An Institute of Medicine report offers best-practice recommendations for developing omics clinical tools.
The march toward individually tailored therapeutic plans for patients with cancer and many other diseases has been hamstrung by a lack of suitably designed analytical tools that make sense of huge collections of genomic, proteomic, and other omics sets of molecular data. That's a key message from “Evolution of Translational Omics”, a report released in March by the Institute of Medicine (IOM) that lays out a roadmap for developing and deploying these molecular tests.
The IOM, the health arm of the National Academy of Sciences, says that it was asked by the National Cancer Institute (NCI) to develop recommendations to clarify and improve the pathway from discovery to use of omics-based tests in a clinical trial, following the recent case of inappropriate gene expression testing in clinical trials at Duke University.
Many of the issues in the Duke case “stemmed from problems that may exist at other institutions,” the report notes. Among potential issues are unclear lines of accountability, lack of consistently strong data management, and failures to analytically, clinically, and biologically validate omics-based tests before launching clinical trials.
Measures against Mistakes
Keith Baggerly, PhD, and Kevin Coombes, PhD, biostatisticians at The MD Anderson Cancer Center in Houston, struggled for years to bring to light the problems with Duke's data.
“The Duke case is undoubtedly an aberration,” Baggerly says now. “The thing that has us worried is, simple mistakes are common.”
When it comes to developing a statistically sound omics algorithm and making it into a clinical test, simple mistakes can add up to major problems, the report emphasizes.
Many of the difficulties arise from the sheer complexity of molecular tests.
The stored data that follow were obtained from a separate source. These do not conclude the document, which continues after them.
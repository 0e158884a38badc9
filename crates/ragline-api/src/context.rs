// SPDX-FileCopyrightText: 2026 Ragline Contributors
// SPDX-License-Identifier: MIT OR Apache-2.0

//! The client context aggregate.
//!
//! One explicitly constructed object holding the configured service
//! clients, built once at application start and passed to the components
//! that need it. Nothing here is a global; tests construct as many
//! independent contexts as they like.

use tracing::info;

use ragline_config::RaglineConfig;
use ragline_core::RaglineError;
use ragline_stream::{CompletionClient, Completions};

use crate::conversations::ConversationClient;
use crate::documents::DocumentClient;

/// All service clients for one configured backend.
#[derive(Debug)]
pub struct ClientContext {
    pub config: RaglineConfig,
    pub conversations: ConversationClient,
    pub documents: DocumentClient,
    pub completions: Completions,
}

impl ClientContext {
    /// Builds every client from one configuration.
    pub fn new(config: RaglineConfig) -> Result<Self, RaglineError> {
        let conversations = ConversationClient::new(&config)?;
        let documents = DocumentClient::new(&config)?;
        let completions = Completions::new(CompletionClient::new(&config)?, &config.stream);

        info!(base_url = %config.server.base_url, "client context initialized");

        Ok(Self {
            config,
            conversations,
            documents,
            completions,
        })
    }
}

#[cfg(test)]
mod tests {
    use super::*;

    #[test]
    fn context_builds_from_default_config() {
        let config = ragline_config::load_config_from_str("").unwrap();
        let context = ClientContext::new(config).unwrap();
        assert_eq!(context.config.server.base_url, "http://127.0.0.1:9380");
    }
}
// SPDX-FileCopyrightText: 2026 Ragline Contributors
// SPDX-License-Identifier: MIT OR Apache-2.0

//! REST client for conversation CRUD and message-level operations.
//!
//! Thin wrappers over the `/v1/conversation/*` endpoints. All responses
//! use the `{code, message, data}` envelope; payload structs tolerate the
//! partial shapes the service actually emits.

use std::time::Duration;

use chrono::{DateTime, Utc};
use serde::Deserialize;
use tracing::debug;
use uuid::Uuid;

use ragline_config::RaglineConfig;
use ragline_core::{Message, MessageId, MessageRole, RaglineError, ReferenceSet};

use crate::envelope::ApiEnvelope;

/// One message as stored by the service.
///
/// `role` stays a raw string here: history can contain `system` turns the
/// client filters out during conversion.
#[derive(Debug, Clone, Deserialize)]
pub struct RawMessage {
    pub role: String,
    #[serde(default)]
    pub content: String,
    #[serde(default)]
    pub id: Option<String>,
    /// Epoch seconds.
    #[serde(default)]
    pub created_at: Option<f64>,
    #[serde(default)]
    pub thumbup: Option<bool>,
    #[serde(default)]
    pub feedback: Option<String>,
}

/// A full conversation as returned by `get` and the mutation endpoints.
#[derive(Debug, Clone, Default, Deserialize)]
pub struct ConversationPayload {
    pub id: String,
    #[serde(default)]
    pub dialog_id: String,
    #[serde(default)]
    pub name: String,
    #[serde(default)]
    pub message: Vec<RawMessage>,
    /// Parallel array of reference sets, one per answered assistant turn.
    #[serde(default)]
    pub reference: Vec<ReferenceSet>,
}

impl ConversationPayload {
    /// Converts raw history into display messages.
    ///
    /// `system` turns are dropped; missing ids get locally generated ones.
    /// Reference alignment is the caller's concern (the pairing depends on
    /// whether the backend prepends a prologue turn).
    pub fn into_parts(self) -> (Vec<Message>, Vec<ReferenceSet>) {
        let messages = self
            .message
            .into_iter()
            .filter_map(|raw| {
                let role = match raw.role.as_str() {
                    "user" => MessageRole::User,
                    "assistant" => MessageRole::Assistant,
                    other => {
                        debug!(role = other, "dropping non-display turn");
                        return None;
                    }
                };
                let id = raw
                    .id
                    .unwrap_or_else(|| Uuid::new_v4().to_string());
                let timestamp = raw
                    .created_at
                    .and_then(|secs| DateTime::<Utc>::from_timestamp(secs as i64, 0))
                    .unwrap_or_else(Utc::now);
                Some(Message {
                    id: MessageId(id),
                    content: raw.content,
                    role,
                    timestamp,
                    reference: None,
                })
            })
            .collect();
        (messages, self.reference)
    }
}

/// Summary row from the `list` endpoint.
#[derive(Debug, Clone, Deserialize)]
pub struct ConversationSummary {
    pub id: String,
    #[serde(default)]
    pub name: String,
    #[serde(default)]
    pub dialog_id: String,
}

/// HTTP client for the conversation endpoints.
#[derive(Debug, Clone)]
pub struct ConversationClient {
    http: reqwest::Client,
    base_url: String,
    api_token: Option<String>,
}

impl ConversationClient {
    pub fn new(config: &RaglineConfig) -> Result<Self, RaglineError> {
        let http = reqwest::Client::builder()
            .timeout(Duration::from_secs(config.server.timeout_secs))
            .build()
            .map_err(|e| RaglineError::transport("failed to build HTTP client", e))?;
        Ok(Self {
            http,
            base_url: config.server.base_url.trim_end_matches('/').to_string(),
            api_token: config.server.api_token.clone(),
        })
    }

    /// Overrides the base URL (for testing with wiremock).
    #[cfg(test)]
    pub(crate) fn with_base_url(mut self, url: String) -> Self {
        self.base_url = url.trim_end_matches('/').to_string();
        self
    }

    /// Lists conversations belonging to a dialog, newest first.
    pub async fn list(&self, dialog_id: &str) -> Result<Vec<ConversationSummary>, RaglineError> {
        let url = format!("{}/v1/conversation/list", self.base_url);
        let envelope: ApiEnvelope<Vec<ConversationSummary>> = self
            .get_json(&url, &[("dialog_id", dialog_id)])
            .await?;
        envelope.into_data()
    }

    /// Fetches one conversation with its full message and reference arrays.
    pub async fn get(&self, conversation_id: &str) -> Result<ConversationPayload, RaglineError> {
        let url = format!("{}/v1/conversation/get", self.base_url);
        let envelope: ApiEnvelope<ConversationPayload> = self
            .get_json(&url, &[("conversation_id", conversation_id)])
            .await?;
        envelope.into_data()
    }

    /// Creates a conversation under a dialog with a locally generated id.
    pub async fn create(
        &self,
        dialog_id: &str,
        name: &str,
    ) -> Result<ConversationPayload, RaglineError> {
        let url = format!("{}/v1/conversation/set", self.base_url);
        let body = serde_json::json!({
            "conversation_id": Uuid::new_v4().to_string(),
            "dialog_id": dialog_id,
            "name": name,
            "is_new": true,
        });
        let envelope: ApiEnvelope<ConversationPayload> = self.post_json(&url, &body).await?;
        envelope.into_data()
    }

    /// Renames a conversation.
    pub async fn rename(
        &self,
        conversation_id: &str,
        name: &str,
    ) -> Result<ConversationPayload, RaglineError> {
        let url = format!("{}/v1/conversation/set", self.base_url);
        let body = serde_json::json!({
            "conversation_id": conversation_id,
            "name": name,
            "is_new": false,
        });
        let envelope: ApiEnvelope<ConversationPayload> = self.post_json(&url, &body).await?;
        envelope.into_data()
    }

    /// Deletes conversations by id.
    pub async fn remove(&self, conversation_ids: &[String]) -> Result<(), RaglineError> {
        let url = format!("{}/v1/conversation/rm", self.base_url);
        let body = serde_json::json!({ "conversation_ids": conversation_ids });
        let envelope: ApiEnvelope<bool> = self.post_json(&url, &body).await?;
        envelope.into_data().map(|_| ())
    }

    /// Removes a question/answer turn pair and its reference entry.
    pub async fn delete_message(
        &self,
        conversation_id: &str,
        message_id: &str,
    ) -> Result<ConversationPayload, RaglineError> {
        let url = format!("{}/v1/conversation/delete_msg", self.base_url);
        let body = serde_json::json!({
            "conversation_id": conversation_id,
            "message_id": message_id,
        });
        let envelope: ApiEnvelope<ConversationPayload> = self.post_json(&url, &body).await?;
        envelope.into_data()
    }

    /// Rates an assistant turn; `feedback` accompanies a thumbs-down.
    pub async fn feedback(
        &self,
        conversation_id: &str,
        message_id: &str,
        thumbs_up: bool,
        feedback: Option<&str>,
    ) -> Result<ConversationPayload, RaglineError> {
        let url = format!("{}/v1/conversation/thumbup", self.base_url);
        let body = serde_json::json!({
            "conversation_id": conversation_id,
            "message_id": message_id,
            "thumbup": thumbs_up,
            "feedback": feedback,
        });
        let envelope: ApiEnvelope<ConversationPayload> = self.post_json(&url, &body).await?;
        envelope.into_data()
    }

    async fn get_json<T: serde::de::DeserializeOwned>(
        &self,
        url: &str,
        query: &[(&str, &str)],
    ) -> Result<T, RaglineError> {
        let mut req = self.http.get(url).query(query);
        if let Some(token) = &self.api_token {
            req = req.bearer_auth(token);
        }
        let response = req
            .send()
            .await
            .map_err(|e| RaglineError::transport("request failed", e))?;
        decode_response(response).await
    }

    async fn post_json<T: serde::de::DeserializeOwned>(
        &self,
        url: &str,
        body: &serde_json::Value,
    ) -> Result<T, RaglineError> {
        let mut req = self.http.post(url).json(body);
        if let Some(token) = &self.api_token {
            req = req.bearer_auth(token);
        }
        let response = req
            .send()
            .await
            .map_err(|e| RaglineError::transport("request failed", e))?;
        decode_response(response).await
    }
}

async fn decode_response<T: serde::de::DeserializeOwned>(
    response: reqwest::Response,
) -> Result<T, RaglineError> {
    let status = response.status();
    if !status.is_success() {
        let body = response.text().await.unwrap_or_default();
        return Err(RaglineError::Transport {
            message: format!("endpoint returned {status}: {body}"),
            source: None,
        });
    }
    let body = response
        .text()
        .await
        .map_err(|e| RaglineError::transport("failed to read response body", e))?;
    serde_json::from_str(&body).map_err(|e| RaglineError::Transport {
        message: format!("failed to decode response: {e}"),
        source: Some(Box::new(e)),
    })
}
Among other causes, errors can arise from a lack of understanding of proper statistical methods. “Because omics-based tests rely on interpretation of high-dimensional datasets, it is important to guard against overfitting the data throughout the test development process,” the report emphasizes. “Overfitting due to lack of proper statistical methods can lead to a model that fits the training samples well, even though the model might perform poorly on independent samples not used in test development.”
Once a test algorithm is ready, it's supposed to be “locked down” and tested on a validation set, a totally new group of samples. Sometimes researchers don't follow this lockdown requirement, thus tainting subsequent analyses.
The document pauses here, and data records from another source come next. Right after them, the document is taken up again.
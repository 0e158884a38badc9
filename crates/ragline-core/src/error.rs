// SPDX-FileCopyrightText: 2026 Ragline Contributors
// SPDX-License-Identifier: MIT OR Apache-2.0

//! Error types for the Ragline client core.

use thiserror::Error;

/// The primary error type used across all Ragline crates.
///
/// Cancellation deliberately has no variant here: an aborted stream ends
/// cleanly and must never surface through the error channel.
#[derive(Debug, Error)]
pub enum RaglineError {
    /// Configuration errors (invalid TOML, missing required fields, type mismatches).
    #[error("configuration error: {0}")]
    Config(String),

    /// Transport failures (connection refused, non-success HTTP status,
    /// the event stream breaking mid-answer).
    #[error("transport error: {message}")]
    Transport {
        message: String,
        source: Option<Box<dyn std::error::Error + Send + Sync>>,
    },

    /// Application-level failure reported inside a `{code, message, data}`
    /// envelope. Non-zero `code` is a failure even on HTTP 200.
    #[error("api error (code {code}): {message}")]
    Api { code: i64, message: String },

    /// Conversation state errors (unknown session, finalizing a message
    /// that was never opened).
    #[error("session error: {0}")]
    Session(String),

    /// Internal or unexpected errors.
    #[error("internal error: {0}")]
    Internal(String),
}

impl RaglineError {
    /// Convenience constructor for transport failures wrapping an underlying error.
    pub fn transport<E>(message: impl Into<String>, source: E) -> Self
    where
        E: std::error::Error + Send + Sync + 'static,
    {
        RaglineError::Transport {
            message: message.into(),
            source: Some(Box::new(source)),
        }
    }
}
Moreover, as data become more complicated, errors may become less obvious. When looking at an expression signature for 100 genes, intuitive judgments may break down. Baggerly says that in the Duke case, gene-expression data were indexed incorrectly and riddled with errors, yet biologists could provide an apparently sensible biological narrative about the patterns they thought they saw.
“It's a fact of big data that it's hard to check your work,” says Daniela Witten, PhD, an IOM committee member and assistant professor of biostatistics at the University of Washington. “So we need a transparent system for sharing data and software, especially if the test is going to be used in a clinical setting.”
The sheer scale of omics research can make sharing of the complex data sets and computational models difficult. “Data sharing is not routine and … replication and verification are more difficult than for single biomarker tests,” the report notes.
Additionally, the report points out that some researchers and institutional review boards aren't following key government regulations about clinical testing, simply because they aren't aware of them.
“There's a degree of ignorance up and down the academic chain” about tests whose outcome will direct patient care, comments Larry Kessler, ScD, a member of the IOM committee and chair of the department of health services at the University of Washington's School of Public Health and Community Medicine in Seattle.
Two big quality-assurance issues arise for tests whose outcome will direct patient care. First, any such test must be performed in a Clinical Laboratory Improvement Amendments (CLIA)–certified facility, the report emphasizes. Second, U.S. Food and Drug Administration (FDA) review is required for any test whose outcome will direct patient care.
Research labs that lack CLIA certification may create so-called laboratory-developed tests (LDT). “While the FDA has the authority for regulatory oversight of all tests used in patient care, the FDA has not defined a regulatory framework that includes oversight of LDTs,” the report points out. “It is precisely this LDT pathway that … places a new and mostly unrecognized demand on academic institutions to provide proper oversight for omics-based test development, validation, and clinical implementation.”
“Doing omics research has proven more challenging than we thought it would be when the human genome was sequenced,” sums up Kessler. “We hope the IOM report will provide a roadmap for people to do this right.” —Katherine Bourzac
Here are selected Institute of Medicine recommendations.
Discovery phase
Candidate tests should be confirmed with an independent set of samples not used in generation of the computational model.
Data and metadata used for test development should be made available in an independently managed database.
The test should be defined precisely, including its molecular measurements, computational procedures, and intended clinical use.
Validation phase
The test and its intended use should be discussed with the FDA before starting validation studies.
Validation should be done in a CLIA-certified clinical laboratory.